I cringe even to visit the Fur Council's website - they have really outdone themselves. Anyone see that billboard on Riverside Drive? Some Windsor animal rights activists were protesting there recently so at least some people have reacted in the right direction. The ass-backward-ness of their latest campaign has left myself and many others mentally dumbfounded and viscerally disturbed. Unfortunately, this is not a hoax and the Fur Is Green campaign is for reals.

"Respect for Animals: Nothing is Wasted!"
When was the last time you skinned something you respected? As far as "not wasting" parts of an animal goes I think it is a justified choice in traditional cultures or for necessity in areas of the world on the remote side. However in a industrial and modernized nation or world, finding ways to use up all the parts only propagates the demand for animal products. Using animal byproducts only encourages and supports companies who use them. The argument that the meat is being eaten anyways and to not use the rest of the animal would be a waste undermines a central issue: it is not only the purchasing of meat that contributes to the demand for animal products!

"Fur, A Renewable Resource"
This is one of the most transparent lies used in the campaign. Why is fur still being considered a resource? A resource for what, warmth? Maybe in Nunavut. A resource for "eco-fashion"? Obviously according to the Fur Council of Canada. The sense that it is being called renewable is from the standard and perspective of those who are taking recent eco-minded buzz and manipulating it. The Fur Council has tried to make it seem like killing animals for fur has no consequences - like these animals don't mind they are being hunted, trapped or farmed. Just because a species is not endangered does not mean that anyone has the right to go ahead and make that happen, let alone call a species or living beings sustainable.

"Environmental Activism"
The language used in this campaign is interesting because the truth is literally the inverse of the words and phrases used. The focus is explicitly put on the use of animals so that the extrapolation of their methods and goals is of course manifested in advertising. It doesn't take an in-depth look to see the immoral constructedness of the language: Earth-friendly, durable, recyclable, a gift of nature? Skinned animals have nothing to do with these things.
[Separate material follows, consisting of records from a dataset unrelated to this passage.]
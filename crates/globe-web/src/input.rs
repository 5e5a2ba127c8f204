// Pure pointer geometry, kept free of web-sys so it can be tested on the host.

use glam::Vec2;

/// Pointer position in CSS pixels relative to the canvas' top-left corner.
#[inline]
pub fn client_to_canvas(client: Vec2, rect_origin: Vec2) -> Vec2 {
    client - rect_origin
}

/// Canvas size used for picking. Collapsed layouts report zero and yield no hit.
#[inline]
pub fn viewport_size(rect_width: f64, rect_height: f64) -> Vec2 {
    let w = if rect_width.is_finite() { rect_width.max(0.0) } else { 0.0 };
    let h = if rect_height.is_finite() { rect_height.max(0.0) } else { 0.0 };
    Vec2::new(w as f32, h as f32)
}

#[derive(Clone, Copy, Debug, PartialEq, Eq)]
pub enum PulseRestore {
    Restore,
    Retry { remaining: u8 },
    Skip,
}

/// What a firing pulse timeout should do given whether the engine is free.
#[inline]
pub fn pulse_restore_action(engine_busy: bool, retries: u8) -> PulseRestore {
    match (engine_busy, retries) {
        (false, _) => PulseRestore::Restore,
        (true, 0) => PulseRestore::Skip,
        (true, n) => PulseRestore::Retry { remaining: n - 1 },
    }
}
I am intellectually insulted at the level of stupidity which this company has assumed of their potential customers. I thought at first this has to be a joke. Then reality sunk in that "A New Vision of Fur for an Eco-Conscious World" is being presented as that it is positive, respecting land, animals, cultures and people. The list of unacceptable advertising tactics and the twisting of eco-jargon goes on to include "Beautifully Canadian" and "Because fur is a part of our heritage". They've gone as far to call on our nationalism! Mine certainly has nothing to do with the Fur Council of Canada's nation-wide-fur-pride.

Also featured in the campaign is a counter attack on Peta - their slogans such as "Fur is Dead" obviously conflict with the Council's fiscal goals. One example of the methods being used which blatantly expose ulterior motives is in the rhetorical question "Do 'so-called' animal rights groups really help animals?". Well, yes actually they do Fur Council. Followed by "Judge for yourself...PETA KILLS ANIMALS".

WHAT?

If the Fur Council was asking us to make up our own minds and "judge for ourselves" than we would not be bombarded with their extreme and ludicrous advertising strategies. Is this an attempt to be subversive? Because it's not working. Maybe this will sway some of those who straddle the fence on the issue of fur, especially for the people who do not question what is being fed to them as well as their own beliefs. There are many ways to do your part in saving the environment, being eco-conscious and making a "green" choice: buying fur is not one of them.